AgInt nos EREsp 1533984/SC, Rel. Ministra REGINA HELENA COSTA, PRIMEIRA SEÇÃO, julgado em 13/06/2018, DJe 22/06/2018.

6) As restrições referentes à exploração da mata atlântica instituídas pelo Decreto n. 750/1993 estabelecem mera limitação administrativa, e não desapropriação indireta, sujeitando-se à prescrição quinquenal. 

Julgados: 

REsp 1104517/SC, Rel. Ministro CASTRO MEIRA, Rel. p/ Acórdão Ministro HERMAN BENJAMIN, SEGUNDA TURMA, julgado em 27/08/2013, DJe 06/03/2014; 

EDcl nos EDcl no REsp 1099169/PR, Rel. Ministra ELIANA CALMON, SEGUNDA TURMA, julgado em 11/06/2013, DJe 19/06/2013.

7) A indenização relativa à cobertura vegetal deve ser calculada separadamente do valor da terra nua quando comprovada a exploração dos recursos vegetais de forma lícita e anterior ao processo de intervenção na propriedade. 

Julgados: 

AgInt no REsp 1326015/PR, Rel. Ministro NAPOLEÃO NUNES MAIA FILHO, PRIMEIRA TURMA, julgado em 01/04/2019, DJe 10/04/2019; 

REsp 1698577/RO, Rel. Ministro HERMAN BENJAMIN, SEGUNDA TURMA, julgado em 06/11/2018, DJe 19/11/2018.
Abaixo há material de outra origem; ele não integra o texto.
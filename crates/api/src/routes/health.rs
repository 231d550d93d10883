//! `GET /health`: liveness plus a database round-trip.

use axum::extract::State;
use axum::http::StatusCode;
use axum::{routing::get, Json, Router};
use serde::Serialize;

use crate::state::AppState;

#[derive(Debug, Clone, Copy, PartialEq, Eq, Serialize)]
#[serde(rename_all = "lowercase")]
pub enum Health {
    Ok,
    /// The server is up but the store did not answer.
    Degraded,
}

#[derive(Serialize)]
pub struct HealthResponse {
    pub status: Health,
    pub version: &'static str,
    pub db_healthy: bool,
}

/// Degraded health is reported as 503 so load balancers treat it as a failure.
async fn health_check(State(state): State<AppState>) -> (StatusCode, Json<HealthResponse>) {
    let db_healthy = match fms_db::health_check(&state.pool).await {
        Ok(()) => true,
        Err(err) => {
            tracing::warn!(error = %err, "Health check could not reach the database");
            false
        }
    };

    let (code, status) = if db_healthy {
        (StatusCode::OK, Health::Ok)
    } else {
        (StatusCode::SERVICE_UNAVAILABLE, Health::Degraded)
    };

    (
        code,
        Json(HealthResponse {
            status,
            version: env!("CARGO_PKG_VERSION"),
            db_healthy,
        }),
    )
}

pub fn router() -> Router<AppState> {
    Router::new().route("/health", get(health_check))
}
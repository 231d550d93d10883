//! Tests for `AppError` → HTTP response mapping.
//!
//! These call `IntoResponse` directly on `AppError` values; no server or
//! database is needed.

use assert_matches::assert_matches;
use axum::http::StatusCode;
use axum::response::IntoResponse;
use fms_api::error::AppError;
use fms_core::error::{CoreError, FieldErrors};
use fms_core::status::EventStatus;
use http_body_util::BodyExt;
use validator::Validate;

/// Helper: convert an `AppError` into its status code and parsed JSON body.
async fn error_to_response(err: AppError) -> (StatusCode, serde_json::Value) {
    let response = err.into_response();
    let status = response.status();
    let bytes = response.into_body().collect().await.unwrap().to_bytes();
    let json: serde_json::Value = serde_json::from_slice(&bytes).unwrap();
    (status, json)
}

#[tokio::test]
async fn not_found_error_returns_404() {
    let err = AppError::Core(CoreError::NotFound {
        entity: "Fight",
        id: 42,
    });

    let (status, json) = error_to_response(err).await;

    assert_eq!(status, StatusCode::NOT_FOUND);
    assert_eq!(json["code"], "NOT_FOUND");
    assert_eq!(json["error"], "Fight with id 42 not found");
    assert!(json.get("fields").is_none());
}

#[tokio::test]
async fn validation_error_lists_every_field() {
    let mut fields = FieldErrors::default();
    fields.add("participant_a_id", "Participant A does not exist in this event");
    fields.add("participants", "A participant cannot fight themselves");

    let (status, json) = error_to_response(AppError::Core(CoreError::Validation(fields))).await;

    assert_eq!(status, StatusCode::BAD_REQUEST);
    assert_eq!(json["code"], "VALIDATION_ERROR");
    assert_eq!(
        json["fields"]["participant_a_id"][0],
        "Participant A does not exist in this event"
    );
    assert!(json["fields"]["participants"].is_array());
}

#[tokio::test]
async fn invalid_transition_is_keyed_by_status() {
    let err = AppError::Core(CoreError::InvalidTransition {
        from: EventStatus::Completed,
        to: EventStatus::Draft,
    });

    let (status, json) = error_to_response(err).await;

    assert_eq!(status, StatusCode::BAD_REQUEST);
    assert_eq!(json["code"], "INVALID_TRANSITION");
    assert_eq!(json["error"], "Cannot transition from Completed to Draft");
    assert_eq!(
        json["fields"]["status"][0],
        "Cannot transition from Completed to Draft"
    );
}

#[tokio::test]
async fn conflict_error_returns_409() {
    let err = AppError::Core(CoreError::Conflict("Fight 7 already has a result".into()));

    let (status, json) = error_to_response(err).await;

    assert_eq!(status, StatusCode::CONFLICT);
    assert_eq!(json["code"], "CONFLICT");
    assert_eq!(json["error"], "Fight 7 already has a result");
}

#[tokio::test]
async fn internal_error_is_sanitized() {
    let err = AppError::Core(CoreError::Internal("connection string leaked".into()));

    let (status, json) = error_to_response(err).await;

    assert_eq!(status, StatusCode::INTERNAL_SERVER_ERROR);
    assert_eq!(json["code"], "INTERNAL_ERROR");
    assert_eq!(json["error"], "An internal error occurred");
}

#[tokio::test]
async fn row_not_found_returns_404() {
    let (status, json) = error_to_response(AppError::Database(sqlx::Error::RowNotFound)).await;

    assert_eq!(status, StatusCode::NOT_FOUND);
    assert_eq!(json["code"], "NOT_FOUND");
}

#[derive(Validate)]
struct Named {
    #[validate(length(min = 1, message = "Name is required"))]
    name: String,
}

#[tokio::test]
async fn validator_errors_become_field_errors() {
    let err: AppError = Named {
        name: String::new(),
    }
    .validate()
    .unwrap_err()
    .into();

    assert_matches!(&err, AppError::Core(CoreError::Validation(f)) if f.contains("name"));

    let (status, json) = error_to_response(err).await;
    assert_eq!(status, StatusCode::BAD_REQUEST);
    assert_eq!(json["fields"]["name"][0], "Name is required");
}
8) Caso fique demonstrado que a servidão de passagem inclui área superior àquela prevista na escritura pública, impõe-se o dever de indenizar, sob pena de violação do princípio do justo preço. 

Julgados: 

REsp 1359575/RS, Rel. Ministro OG FERNANDES, SEGUNDA TURMA, julgado em 09/10/2018, DJe 15/10/2018; 

AgRg no REsp 949507/RS, Rel. Ministro SÉRGIO KUKINA, PRIMEIRA TURMA, julgado em 06/08/2015, DJe 19/08/2015.

9) Os juros compensatórios incidem pela simples perda antecipada da posse, em hipótese de desapropriação, e pela limitação da propriedade, em caso de servidão administrativa, nos termos da Súmula n. 56/STJ. 

Julgados: 

AREsp 927490/RS, Rel. Ministro MAURO CAMPBELL MARQUES, SEGUNDA TURMA, julgado em 19/06/2018, DJe 27/06/2018; 

AgInt nos EDcl no REsp 1440177/RS, Rel. Ministro BENEDITO GONÇALVES, PRIMEIRA TURMA, julgado em 21/09/2017, DJe 02/10/2017.

10) Não incide imposto de renda sobre os valores indenizatórios recebidos pelo particular por servidão administrativa instituída pelo Poder Público. 

Julgados: 

REsp 1410119/SC, Rel. Ministra ELIANA CALMON, SEGUNDA TURMA, julgado em 12/11/2013, DJe 20/11/2013; 

REsp 1474995/SC (decisão monocrática), Rel. Ministra ASSUSETE MAGALHÃES, SEGUNDA TURMA, julgado em 24/03/2015, publicado em 08/04/2015.

11) É admitida a possibilidade de construções que não afetem a prestação de serviço público na faixa de servidão (art. 3º do Decreto n. 35.851/1954). 

Julgados:

AgInt no REsp 1370632/ES, Rel. Ministro OG FERNANDES, SEGUNDA TURMA, julgado em 11/04/2019, DJe 22/04/2019; 

REsp 86498/ES, Rel. Ministro RUY ROSADO DE AGUIAR, QUARTA TURMA, julgado em 09/04/1996, REPDJ 31/03/1997 p. 9633.